#60
 
 

Talking Smack

by Brittani Sonnenberg

2013-11-15 13.24.51Last night I was playing ping pong with a white-whiskered German, a murmuring Brit, and a long-legged Floridian. The German, a painter from Bayern, had perfected the art of talking smack, a skill set I never would have credited him with upon first glance. He stood inches from the table, holding the paddle in a bizarre, two-fingered manner, his face close to the table’s edge, and then said, quietly, in a clipped German accent: “I’m sorry.” As in, I’m sorry that I’m about to blow you away with this serve. I’m sorry this serve is going to make you want to retire from ping pong permanently. I’m sorry that you’re going to have to rethink everything you’ve believed in until now.

And while you were wondering: “Wait, why is he saying sorry?” he served and you understood. And begrudgingly accepted his apology.

This afternoon, licking my wounds from getting schooled, I took a walk down the road. A car slowed and the window came down. I looked around in case I had to run; I can never remember, when I’m in the States, what you’re supposed to look out for and how to react if it starts happening. It was a man in his mid-fifties.

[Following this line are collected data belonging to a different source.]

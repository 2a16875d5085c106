use std::{collections::BTreeMap, fmt, io::Error, path::PathBuf};

use crate::config;

pub const KEY_TOKEN: &str = "spotify_token";
pub const KEY_CREDENTIALS: &str = "spotify_credentials";
pub const KEY_CODE_VERIFIER: &str = "spotify_code_verifier";
pub const KEY_AUTH_STATE: &str = "spotify_auth_state";

#[derive(Debug)]
pub enum StorageError {
    IoError(Error),
    SerdeError(serde_json::Error),
}

impl From<Error> for StorageError {
    fn from(err: Error) -> Self {
        StorageError::IoError(err)
    }
}

impl From<serde_json::Error> for StorageError {
    fn from(err: serde_json::Error) -> Self {
        StorageError::SerdeError(err)
    }
}

impl fmt::Display for StorageError {
    fn fmt(&self, f: &mut fmt::Formatter<'_>) -> fmt::Result {
        match self {
            StorageError::IoError(e) => write!(f, "storage io error: {}", e),
            StorageError::SerdeError(e) => write!(f, "storage is corrupt: {}", e),
        }
    }
}

impl std::error::Error for StorageError {}

/// String key/value store persisted as one JSON object on disk.
///
/// Every operation reads the file fresh, so separate invocations (the `auth`
/// command storing a verifier and a later `login` consuming it) see each
/// other's writes. A missing file reads as an empty store.
#[derive(Debug, Clone)]
pub struct LocalStorage {
    path: PathBuf,
}

impl LocalStorage {
    pub fn new(path: PathBuf) -> Self {
        LocalStorage { path }
    }

    /// Storage file in the application data directory.
    pub fn default_location() -> Self {
        Self::new(config::data_dir().join("storage.json"))
    }

    pub fn path(&self) -> &PathBuf {
        &self.path
    }

    pub async fn get_item(&self, key: &str) -> Result<Option<String>, StorageError> {
        let mut items = self.read_all().await?;
        Ok(items.remove(key))
    }

    pub async fn set_item(&self, key: &str, value: &str) -> Result<(), StorageError> {
        let mut items = self.read_all().await?;
        items.insert(key.to_string(), value.to_string());
        self.write_all(&items).await
    }

    pub async fn remove_item(&self, key: &str) -> Result<(), StorageError> {
        let mut items = self.read_all().await?;
        if items.remove(key).is_some() {
            self.write_all(&items).await?;
        }
        Ok(())
    }

    async fn read_all(&self) -> Result<BTreeMap<String, String>, StorageError> {
        match async_fs::read_to_string(&self.path).await {
            Ok(json) => Ok(serde_json::from_str(&json)?),
            Err(e) if e.kind() == std::io::ErrorKind::NotFound => Ok(BTreeMap::new()),
            Err(e) => Err(StorageError::IoError(e)),
        }
    }

    async fn write_all(&self, items: &BTreeMap<String, String>) -> Result<(), StorageError> {
        if items.is_empty() {
            return match async_fs::remove_file(&self.path).await {
                Err(e) if e.kind() != std::io::ErrorKind::NotFound => Err(e.into()),
                _ => Ok(()),
            };
        }

        if let Some(parent) = self.path.parent() {
            async_fs::create_dir_all(parent).await?;
        }

        let json = serde_json::to_string_pretty(items)?;
        async_fs::write(&self.path, json).await?;
        Ok(())
    }
}
use colored::Colorize;

use crate::selection::{Mood, Selection, TimeOfDay};

/// Lists the available choices, marking the given selection.
pub fn options(selection: Selection) {
    println!("{}", "What time is it?".bold());
    for time in TimeOfDay::ALL {
        let marker = if time == selection.time { "●" } else { " " };
        println!(
            "  {} {:<10} {:<10} {}",
            marker.green(),
            time.keyword().bright_blue(),
            time.label(),
            time.description().dimmed()
        );
    }

    println!();
    println!("{}", selection.time.prompt().bold());
    for mood in Mood::ALL {
        let marker = if mood == selection.mood { "●" } else { " " };
        println!(
            "  {} {:<10} {:<10} {}",
            marker.green(),
            mood.keyword().bright_blue(),
            mood.label(),
            mood.description().dimmed()
        );
    }
}
use std::sync::Arc;

use clap::{
    CommandFactory, Parser, Subcommand,
    builder::{
        Styles,
        styling::{AnsiColor, Effects},
    },
};
use clap_complete::{Shell, generate};

use moodflow::{
    cli, config, error,
    selection::{Mood, Selection, TimeOfDay},
    types::PkceState,
};
use tokio::sync::Mutex;

fn styles() -> Styles {
    Styles::styled()
        .header(AnsiColor::White.on_default() | Effects::BOLD)
        .usage(AnsiColor::White.on_default() | Effects::BOLD)
        .literal(AnsiColor::BrightBlue.on_default())
        .placeholder(AnsiColor::BrightGreen.on_default())
}

#[derive(Parser, Debug, Clone)]
#[clap(
  version = env!("CARGO_PKG_VERSION"),
  name=env!("CARGO_PKG_NAME"),
  bin_name=env!("CARGO_PKG_NAME"),
  author=env!("CARGO_PKG_AUTHORS"),
  about=env!("CARGO_PKG_DESCRIPTION"),
  styles=styles(),
)]
struct Cli {
    #[clap(subcommand)]
    command: Command,
}

#[derive(Subcommand, Debug, Clone)]
pub enum Command {
    /// Authorize with Spotify
    Auth(AuthOptions),

    /// Finish a login from a redirect URL, or use an access token directly
    Login(LoginOptions),

    /// Disconnect from Spotify
    Logout,

    /// Show the connection status
    Status,

    /// List the times of day and moods to choose from
    Options(SelectionOptions),

    /// Show the playlist for a time of day and mood
    Playlist(PlaylistOptions),

    /// Search Spotify for tracks or playlists
    Search(SearchOptions),

    /// Start or resume playback
    Play(PlayOptions),

    /// Pause playback
    Pause(DeviceOptions),

    /// List playback devices
    Devices,

    /// Get shell completions
    Completions(CompletionsOption),
}

#[derive(Parser, Debug, Clone)]
pub struct AuthOptions {
    /// Use the implicit grant instead of PKCE; finish with `login --redirect-url`
    #[clap(long)]
    pub implicit: bool,

    /// Don't start the local callback server; finish with `login --redirect-url`
    #[clap(long)]
    pub no_callback: bool,
}

#[derive(Parser, Debug, Clone)]
pub struct LoginOptions {
    /// The address Spotify redirected the browser to
    #[clap(long, conflicts_with = "token")]
    pub redirect_url: Option<String>,

    /// An access token obtained elsewhere
    #[clap(long)]
    pub token: Option<String>,
}

#[derive(Parser, Debug, Clone)]
pub struct SelectionOptions {
    /// Time of day
    #[clap(long, value_enum, default_value_t = TimeOfDay::Morning)]
    pub time: TimeOfDay,

    /// Mood
    #[clap(long, value_enum, default_value_t = Mood::Optimistic)]
    pub mood: Mood,
}

impl SelectionOptions {
    fn selection(&self) -> Selection {
        Selection::new(self.time, self.mood)
    }
}

#[derive(Parser, Debug, Clone)]
pub struct PlaylistOptions {
    #[clap(flatten)]
    pub selection: SelectionOptions,

    /// Use the built-in playlists even when connected
    #[clap(long)]
    pub offline: bool,

    /// Start playing the playlist on Spotify
    #[clap(long)]
    pub play: bool,

    /// Playback device id
    #[clap(long)]
    pub device: Option<String>,
}

#[derive(Parser, Debug, Clone)]
pub struct SearchOptions {
    /// Search terms
    pub query: String,

    /// What to search for
    #[clap(long = "type", value_enum, default_value = "track")]
    pub kind: cli::SearchKind,
}

#[derive(Parser, Debug, Clone)]
pub struct PlayOptions {
    /// Playlist or album URI to play
    #[clap(long, conflicts_with = "uri")]
    pub context: Option<String>,

    /// Track URI to play; can be repeated
    #[clap(long)]
    pub uri: Vec<String>,

    /// Playback device id
    #[clap(long)]
    pub device: Option<String>,
}

#[derive(Parser, Debug, Clone)]
pub struct DeviceOptions {
    /// Playback device id
    #[clap(long)]
    pub device: Option<String>,
}

#[derive(Parser, Debug, Clone)]
pub struct CompletionsOption {
    shell: Shell,
}

#[tokio::main]
async fn main() {
    if let Err(e) = config::load_env().await {
        error!("Cannot load environment. Err: {}", e);
    }

    let cli = Cli::parse();

    match cli.command {
        Command::Auth(opt) => {
            let oauth_state: Arc<Mutex<Option<PkceState>>> = Arc::new(Mutex::new(None));
            cli::auth(Arc::clone(&oauth_state), opt.implicit, opt.no_callback).await;
        }
        Command::Login(opt) => cli::login(opt.redirect_url, opt.token).await,
        Command::Logout => cli::logout().await,
        Command::Status => cli::status().await,
        Command::Options(opt) => cli::options(opt.selection()),
        Command::Playlist(opt) => {
            cli::playlist(opt.selection.selection(), opt.offline, opt.play, opt.device).await
        }
        Command::Search(opt) => cli::search(opt.query, opt.kind).await,
        Command::Play(opt) => cli::play(opt.context, opt.uri, opt.device).await,
        Command::Pause(opt) => cli::pause(opt.device).await,
        Command::Devices => cli::devices().await,
        Command::Completions(opt) => {
            let mut cmd = Cli::command();
            let name = cmd.get_name().to_string();
            generate(opt.shell, &mut cmd, name, &mut std::io::stdout())
        }
    }
}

“Do you know how in the world I can get to the freeway?” he asked.

I shrugged. “I’m not from around here.”

“Well, what’s at the end of this road?”

“I don’t know. I’ve never made it that far.”

“Oh. Well, all right. I guess I’ll try it out.”

“Good luck.”

“I just came from a Hardees,” he concluded mournfully, apropos of nothing.

After he had driven off in despair, I walked by a trailer with a yard full of stuff and took a picture. It was a sinfully warm day and it smelled like baking pine needles. I felt utterly at ease: nothing beats an empty street.